RECORDS TO PROCESS: Begin

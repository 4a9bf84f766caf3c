//! `SeaORM` entity definitions.
//!
//! Enumerated columns (tier, status, billing cycle, transaction type) are
//! stored as text and parsed into core types by the repositories.

#![allow(missing_docs)]

pub mod businesses;
pub mod payment_transactions;
pub mod subscriptions;
pub mod transactions;
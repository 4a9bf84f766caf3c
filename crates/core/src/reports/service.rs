//! Report generation service.

use std::sync::Arc;

use chrono::NaiveDate;
use rust_decimal::Decimal;

use super::error::ReportError;
use super::types::{FinancialSummary, ReportPeriod, TaxSummary};
use crate::business::Business;
use crate::ledger::{DateRange, Transaction};
use crate::store::LedgerStore;
use crate::tax::TaxCalculator;

/// Service for generating financial and tax summaries.
///
/// Reads the ledger directly; reports never pass through the gatekeeper.
pub struct ReportService<L: LedgerStore> {
    ledger: Arc<L>,
}

impl<L: LedgerStore> ReportService<L> {
    /// Create a new report service.
    #[must_use]
    pub fn new(ledger: Arc<L>) -> Self {
        Self { ledger }
    }

    /// Income, expenses and readiness for the period containing `reference`.
    ///
    /// # Errors
    ///
    /// Returns `ReportError::Repository` if the ledger read fails.
    pub async fn financial_summary(
        &self,
        business: &Business,
        period: ReportPeriod,
        reference: NaiveDate,
    ) -> Result<FinancialSummary, ReportError> {
        let range = period.range(reference);
        let transactions = self.load(business, range).await?;
        let totals = Totals::of(&transactions);

        Ok(FinancialSummary {
            period,
            range,
            total_income: totals.income,
            total_expenses: totals.expenses,
            net_profit: totals.net_profit(),
            transaction_count: transactions.len(),
            readiness_score: TaxCalculator::readiness_score(&transactions, business.has_tax_id()),
        })
    }

    /// VAT and income tax position for the period containing `reference`.
    ///
    /// VAT figures sum the amounts stored on each transaction; they are never
    /// recomputed.
    ///
    /// # Errors
    ///
    /// Returns `ReportError::Repository` if the ledger read fails.
    pub async fn tax_summary(
        &self,
        business: &Business,
        period: ReportPeriod,
        reference: NaiveDate,
    ) -> Result<TaxSummary, ReportError> {
        let range = period.range(reference);
        let transactions = self.load(business, range).await?;
        let totals = Totals::of(&transactions);

        let net_vat = totals.vat_collected - totals.vat_paid;
        let net_profit = totals.net_profit();
        let income_tax = TaxCalculator::income_tax(net_profit.max(Decimal::ZERO));

        Ok(TaxSummary {
            period,
            range,
            vat_collected: totals.vat_collected,
            vat_paid: totals.vat_paid,
            net_vat,
            net_profit,
            income_tax,
            total_liability: net_vat.max(Decimal::ZERO) + income_tax,
        })
    }

    async fn load(
        &self,
        business: &Business,
        range: DateRange,
    ) -> Result<Vec<Transaction>, ReportError> {
        let transactions = self
            .ledger
            .list_transactions(business.id, Some(range))
            .await
            .inspect_err(|e| {
                tracing::error!(business_id = %business.id, error = %e, "Failed to load transactions");
            })?;
        tracing::debug!(
            business_id = %business.id,
            start = %range.start,
            end = %range.end,
            count = transactions.len(),
            "Loaded transactions for report"
        );
        Ok(transactions)
    }
}

#[derive(Default)]
struct Totals {
    income: Decimal,
    expenses: Decimal,
    vat_collected: Decimal,
    vat_paid: Decimal,
}

impl Totals {
    fn of(transactions: &[Transaction]) -> Self {
        transactions.iter().fold(Self::default(), |mut acc, tx| {
            if tx.is_income() {
                acc.income += tx.amount;
                acc.vat_collected += tx.vat_amount;
            } else {
                acc.expenses += tx.amount;
                acc.vat_paid += tx.vat_amount;
            }
            acc
        })
    }

    fn net_profit(&self) -> Decimal {
        self.income - self.expenses
    }
}
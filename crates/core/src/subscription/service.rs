//! Subscription transitions.
//!
//! Each transition is a pure function from the current record to the next
//! one. Persisting the result is the caller's job (payment confirmation
//! webhook, cancellation handler, admin override).

use chrono::{DateTime, Months, Utc};
use monetrax_shared::types::{AccountId, SubscriptionId};

use super::error::SubscriptionError;
use super::lifecycle::{SubscriptionState, resolve};
use super::types::{Subscription, SubscriptionStatus};
use crate::tier::{BillingCycle, TierError, TierId};

/// Subscription transitions.
pub struct SubscriptionService;

impl SubscriptionService {
    /// End of a billing period that starts at `start`.
    ///
    /// # Errors
    ///
    /// Returns `SubscriptionError::PeriodOutOfRange` if the date overflows.
    pub fn period_end(
        start: DateTime<Utc>,
        cycle: BillingCycle,
    ) -> Result<DateTime<Utc>, SubscriptionError> {
        start
            .checked_add_months(Months::new(cycle.months()))
            .ok_or(SubscriptionError::PeriodOutOfRange)
    }

    /// Activates a paid tier after a confirmed payment.
    ///
    /// Reuses the existing record's identity so an account keeps one record.
    ///
    /// # Errors
    ///
    /// Returns `TierError::NotPurchasable` for the free tier or the
    /// admin-override cycle.
    pub fn activate(
        existing: Option<&Subscription>,
        account_id: AccountId,
        tier: TierId,
        cycle: BillingCycle,
        now: DateTime<Utc>,
    ) -> Result<Subscription, SubscriptionError> {
        if !tier.is_paid() || cycle == BillingCycle::AdminOverride {
            return Err(TierError::NotPurchasable(tier).into());
        }

        let period_end = Self::period_end(now, cycle)?;
        Ok(Self::build(existing, account_id, tier, cycle, now, period_end, now))
    }

    /// Extends a paid subscription by one billing period.
    ///
    /// An in-force subscription extends from its current period end; a lapsed
    /// one restarts at `now`.
    ///
    /// # Errors
    ///
    /// Returns `SubscriptionError::NoActiveSubscription` for a free-tier record.
    pub fn renew(
        subscription: &Subscription,
        now: DateTime<Utc>,
    ) -> Result<Subscription, SubscriptionError> {
        if !subscription.tier.is_paid() {
            return Err(SubscriptionError::NoActiveSubscription);
        }

        let start = subscription.current_period_end.max(now);
        let end = Self::period_end(start, subscription.billing_cycle)?;

        Ok(Subscription {
            status: SubscriptionStatus::Active,
            current_period_start: start,
            current_period_end: end,
            cancel_at_period_end: false,
            updated_at: now,
            ..subscription.clone()
        })
    }

    /// Requests cancellation at period end. Access continues until then.
    ///
    /// # Errors
    ///
    /// Returns `SubscriptionError::NoActiveSubscription` unless a paid tier is
    /// in force, and `SubscriptionError::AlreadyCancelling` on a repeat.
    pub fn cancel(
        subscription: &Subscription,
        now: DateTime<Utc>,
    ) -> Result<Subscription, SubscriptionError> {
        match resolve(Some(subscription), now).state {
            SubscriptionState::Active => Ok(Subscription {
                status: SubscriptionStatus::Cancelling,
                cancel_at_period_end: true,
                updated_at: now,
                ..subscription.clone()
            }),
            SubscriptionState::Cancelling => Err(SubscriptionError::AlreadyCancelling),
            SubscriptionState::Free | SubscriptionState::Expired => {
                Err(SubscriptionError::NoActiveSubscription)
            }
        }
    }

    /// Administrator tier change, bypassing checkout.
    ///
    /// A paid tier is granted for twelve months; `free` closes the period
    /// immediately.
    ///
    /// # Errors
    ///
    /// Returns `SubscriptionError::PeriodOutOfRange` if the date overflows.
    pub fn change_tier(
        existing: Option<&Subscription>,
        account_id: AccountId,
        tier: TierId,
        now: DateTime<Utc>,
    ) -> Result<Subscription, SubscriptionError> {
        let cycle = BillingCycle::AdminOverride;
        let period_end = if tier.is_paid() {
            Self::period_end(now, cycle)?
        } else {
            now
        };
        Ok(Self::build(existing, account_id, tier, cycle, now, period_end, now))
    }

    fn build(
        existing: Option<&Subscription>,
        account_id: AccountId,
        tier: TierId,
        billing_cycle: BillingCycle,
        period_start: DateTime<Utc>,
        period_end: DateTime<Utc>,
        now: DateTime<Utc>,
    ) -> Subscription {
        Subscription {
            id: existing.map_or_else(SubscriptionId::new, |s| s.id),
            account_id,
            tier,
            status: SubscriptionStatus::Active,
            billing_cycle,
            current_period_start: period_start,
            current_period_end: period_end,
            cancel_at_period_end: false,
            created_at: existing.map_or(now, |s| s.created_at),
            updated_at: now,
        }
    }
}
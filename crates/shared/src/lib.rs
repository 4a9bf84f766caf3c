//! Shared types, errors, and configuration for Monetrax.
//!
//! This crate provides common types used across all other crates:
//! - Money types with decimal precision and kobo conversion
//! - Typed IDs for accounts, businesses, transactions, and subscriptions
//! - Application-wide error types
//! - Configuration management
//! - Tracing subscriber setup

pub mod config;
pub mod error;
pub mod telemetry;
pub mod types;

pub use config::AppConfig;
pub use error::{AppError, AppResult};
//! Gatekeeper decisions over the SeaORM repositories.

use std::collections::BTreeMap;
use std::sync::Arc;

use chrono::{TimeZone, Utc};
use monetrax_core::business::Business;
use monetrax_core::entitlement::DenialReason;
use monetrax_core::gatekeeper::{GateOutcome, Gatekeeper};
use monetrax_core::ledger::{TransactionDraft, TransactionType};
use monetrax_core::tier::TierCatalog;
use monetrax_db::entities::{payment_transactions, subscriptions};
use monetrax_db::{PaymentRepository, SubscriptionRepository, TransactionRepository};
use monetrax_shared::types::{AccountId, BusinessId};
use rust_decimal_macros::dec;
use sea_orm::{DatabaseBackend, MockDatabase, Value};

#[tokio::test]
async fn test_free_business_at_limit_is_denied_without_insert() {
    let account = AccountId::new();
    let business = Business {
        id: BusinessId::new(),
        owner_id: account,
        name: "Ade Fashion Store".to_string(),
        business_type: None,
        tin: None,
        created_at: Utc.with_ymd_and_hms(2025, 1, 1, 0, 0, 0).unwrap(),
    };

    let subscriptions_db = MockDatabase::new(DatabaseBackend::Postgres)
        .append_query_results([Vec::<subscriptions::Model>::new()])
        .into_connection();
    let payments_db = MockDatabase::new(DatabaseBackend::Postgres)
        .append_query_results([Vec::<payment_transactions::Model>::new()])
        .into_connection();
    // Only the count query is queued; an insert would fail on the mock.
    let ledger_db = MockDatabase::new(DatabaseBackend::Postgres)
        .append_query_results([[BTreeMap::from([("num_items", Value::BigInt(Some(50)))])]])
        .into_connection();

    let gatekeeper = Gatekeeper::new(
        Arc::new(TierCatalog::standard()),
        Arc::new(TransactionRepository::new(ledger_db)),
        Arc::new(SubscriptionRepository::new(subscriptions_db)),
        Arc::new(PaymentRepository::new(payments_db)),
    );

    let outcome = gatekeeper
        .record_transaction(
            &business,
            account,
            TransactionDraft {
                transaction_type: TransactionType::Income,
                category: "Sales".to_string(),
                description: None,
                amount: dec!(1000),
                is_taxable: true,
                occurred_on: None,
            },
            Utc.with_ymd_and_hms(2026, 3, 15, 12, 0, 0).unwrap(),
        )
        .await
        .unwrap();

    let GateOutcome::Denied(denial) = outcome else {
        panic!("expected a denial");
    };
    assert_eq!(denial.reason, DenialReason::FreeLimitExceeded);
    assert_eq!(denial.current, Some(50));
    assert_eq!(denial.limit, Some(50));
}
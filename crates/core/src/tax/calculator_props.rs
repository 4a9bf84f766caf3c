//! Property-based tests for tax calculations.

use monetrax_shared::types::BusinessId;
use proptest::prelude::*;
use rust_decimal::Decimal;
use rust_decimal_macros::dec;

use super::calculator::{MAX_READINESS_SCORE, TOP_MARGINAL_RATE, TaxCalculator, VAT_RATE};
use crate::ledger::{Transaction, TransactionType};
use crate::test_support::{date, transaction};

/// Amounts from 0.00 to 10,000,000.00 in kobo steps.
fn amount() -> impl Strategy<Value = Decimal> {
    (0i64..1_000_000_000i64).prop_map(|kobo| Decimal::new(kobo, 2))
}

/// Annual incomes from 0 to 20,000,000.00.
fn income() -> impl Strategy<Value = Decimal> {
    (0i64..2_000_000_000i64).prop_map(|kobo| Decimal::new(kobo, 2))
}

fn transactions() -> impl Strategy<Value = Vec<Transaction>> {
    prop::collection::vec((any::<bool>(), 1u32..=28), 0..40).prop_map(|rows| {
        let business_id = BusinessId::new();
        rows.into_iter()
            .map(|(is_income, day)| {
                let kind = if is_income {
                    TransactionType::Income
                } else {
                    TransactionType::Expense
                };
                transaction(business_id, kind, dec!(100), date(2026, 3, day))
            })
            .collect()
    })
}

proptest! {
    #![proptest_config(ProptestConfig::with_cases(200))]

    /// VAT is the rate applied once and rounded to kobo.
    #[test]
    fn prop_vat_is_rounded_rate(a in amount()) {
        let vat = TaxCalculator::vat(a);
        prop_assert_eq!(vat, (a * VAT_RATE).round_dp(2));
        prop_assert!(vat.scale() <= 2);
        prop_assert!(vat >= Decimal::ZERO);
    }

    /// Raising income never lowers the tax.
    #[test]
    fn prop_income_tax_is_monotonic(x1 in income(), delta in income()) {
        let x2 = x1 + delta;
        prop_assert!(TaxCalculator::income_tax(x2) >= TaxCalculator::income_tax(x1));
    }

    /// Raising income by `d` raises tax by at most the top marginal rate times
    /// `d`, plus one kobo of rounding.
    #[test]
    fn prop_income_tax_marginal_effect_is_bounded(x in income(), d in amount()) {
        let increase = TaxCalculator::income_tax(x + d) - TaxCalculator::income_tax(x);
        prop_assert!(increase <= TOP_MARGINAL_RATE * d + dec!(0.01));
    }

    /// Income tax never exceeds the top rate applied to the whole income.
    #[test]
    fn prop_income_tax_below_flat_top_rate(x in income()) {
        prop_assert!(TaxCalculator::income_tax(x) <= (x * TOP_MARGINAL_RATE).round_dp(2));
    }

    /// The readiness score is always within range.
    #[test]
    fn prop_readiness_score_in_range(txs in transactions(), has_tax_id in any::<bool>()) {
        let score = TaxCalculator::readiness_score(&txs, has_tax_id);
        prop_assert!(score <= MAX_READINESS_SCORE);
    }

    /// Adding a tax identifier never lowers the score.
    #[test]
    fn prop_tax_id_never_lowers_score(txs in transactions()) {
        prop_assert!(
            TaxCalculator::readiness_score(&txs, true)
                >= TaxCalculator::readiness_score(&txs, false)
        );
    }
}
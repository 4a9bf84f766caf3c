//! Report error types.

use monetrax_shared::AppError;
use thiserror::Error;

use crate::store::RepositoryError;

/// Errors that can occur during report generation.
#[derive(Debug, Clone, PartialEq, Eq, Error)]
pub enum ReportError {
    /// Ledger read failed.
    #[error(transparent)]
    Repository(#[from] RepositoryError),
}

impl ReportError {
    /// Returns the error code for API responses.
    #[must_use]
    pub fn error_code(&self) -> &'static str {
        match self {
            Self::Repository(_) => "REPOSITORY_ERROR",
        }
    }
}

impl From<ReportError> for AppError {
    fn from(err: ReportError) -> Self {
        match err {
            ReportError::Repository(inner) => inner.into(),
        }
    }
}
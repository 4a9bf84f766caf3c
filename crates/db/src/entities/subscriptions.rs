//! `SeaORM` Entity for subscriptions table.

use sea_orm::entity::prelude::*;
use serde::{Deserialize, Serialize};

#[derive(Clone, Debug, PartialEq, DeriveEntityModel, Eq, Serialize, Deserialize)]
#[sea_orm(table_name = "subscriptions")]
pub struct Model {
    #[sea_orm(primary_key, auto_increment = false)]
    pub id: Uuid,
    #[sea_orm(unique)]
    pub account_id: Uuid,
    /// Tier identifier, e.g. `starter`.
    pub tier: String,
    /// Stored status, e.g. `active`.
    pub status: String,
    /// `monthly`, `yearly` or `admin_override`.
    pub billing_cycle: String,
    pub current_period_start: DateTimeWithTimeZone,
    pub current_period_end: DateTimeWithTimeZone,
    pub cancel_at_period_end: bool,
    pub created_at: DateTimeWithTimeZone,
    pub updated_at: DateTimeWithTimeZone,
}

#[derive(Copy, Clone, Debug, EnumIter, DeriveRelation)]
pub enum Relation {}

impl ActiveModelBehavior for ActiveModel {}
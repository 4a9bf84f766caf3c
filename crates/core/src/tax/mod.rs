//! Tax computation.
//!
//! This module provides:
//! - VAT on individual amounts
//! - Progressive income tax on annual income
//! - Tax readiness scoring over a ledger
//! - Upcoming statutory filing deadlines

pub mod calculator;
pub mod calendar;

#[cfg(test)]
mod calculator_props;

pub use calculator::{
    INCOME_TAX_BRACKETS, MAX_READINESS_SCORE, TAX_FREE_THRESHOLD, TOP_MARGINAL_RATE, TaxBracket,
    TaxCalculator, VAT_RATE,
};
pub use calendar::{FilingKind, TaxDeadline, upcoming_deadlines};
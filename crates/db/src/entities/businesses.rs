//! `SeaORM` Entity for businesses table.

use sea_orm::entity::prelude::*;
use serde::{Deserialize, Serialize};

#[derive(Clone, Debug, PartialEq, DeriveEntityModel, Eq, Serialize, Deserialize)]
#[sea_orm(table_name = "businesses")]
pub struct Model {
    #[sea_orm(primary_key, auto_increment = false)]
    pub id: Uuid,
    #[sea_orm(unique)]
    pub owner_id: Uuid,
    pub name: String,
    pub business_type: Option<String>,
    pub tin: Option<String>,
    pub created_at: DateTimeWithTimeZone,
}

#[derive(Copy, Clone, Debug, EnumIter, DeriveRelation)]
pub enum Relation {
    #[sea_orm(has_many = "super::transactions::Entity")]
    Transactions,
}

impl Related<super::transactions::Entity> for Entity {
    fn to() -> RelationDef {
        Relation::Transactions.def()
    }
}

impl ActiveModelBehavior for ActiveModel {}
//! Application-wide error types.
//!
//! Engine errors from `monetrax-core` convert into `AppError` at the boundary
//! where a handler renders them. Entitlement denials are not errors and never
//! pass through here.

use thiserror::Error;

/// Result type alias using `AppError`.
pub type AppResult<T> = Result<T, AppError>;

/// Application error types.
#[derive(Debug, Error)]
pub enum AppError {
    /// Access denied.
    #[error("Access denied: {0}")]
    Forbidden(String),

    /// Resource not found.
    #[error("Not found: {0}")]
    NotFound(String),

    /// Validation error.
    #[error("Validation error: {0}")]
    Validation(String),

    /// Business rule violation.
    #[error("Business rule violation: {0}")]
    BusinessRule(String),

    /// Conflict (e.g., a second business for the same account).
    #[error("Conflict: {0}")]
    Conflict(String),

    /// Database error.
    #[error("Database error: {0}")]
    Database(String),

    /// Configuration error.
    #[error("Configuration error: {0}")]
    Config(String),

    /// Internal server error, including corrupt tier data.
    #[error("Internal error: {0}")]
    Internal(String),
}

impl AppError {
    /// Returns the HTTP status code for this error.
    #[must_use]
    pub const fn status_code(&self) -> u16 {
        match self {
            Self::Forbidden(_) => 403,
            Self::NotFound(_) => 404,
            Self::Validation(_) => 400,
            Self::BusinessRule(_) => 422,
            Self::Conflict(_) => 409,
            Self::Database(_) | Self::Config(_) | Self::Internal(_) => 500,
        }
    }

    /// Returns the error code for API responses.
    #[must_use]
    pub const fn error_code(&self) -> &'static str {
        match self {
            Self::Forbidden(_) => "FORBIDDEN",
            Self::NotFound(_) => "NOT_FOUND",
            Self::Validation(_) => "VALIDATION_ERROR",
            Self::BusinessRule(_) => "BUSINESS_RULE_VIOLATION",
            Self::Conflict(_) => "CONFLICT",
            Self::Database(_) => "DATABASE_ERROR",
            Self::Config(_) => "CONFIG_ERROR",
            Self::Internal(_) => "INTERNAL_ERROR",
        }
    }
}

impl From<config::ConfigError> for AppError {
    fn from(err: config::ConfigError) -> Self {
        Self::Config(err.to_string())
    }
}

RECORDS TO PROCESS: End

→ EXERCISE: I need each line of the entries that holds the string "None" located and copied.

→ WRITTEN ANSWER:
        business_type: None,
        tin: None,
                description: None,
                occurred_on: None,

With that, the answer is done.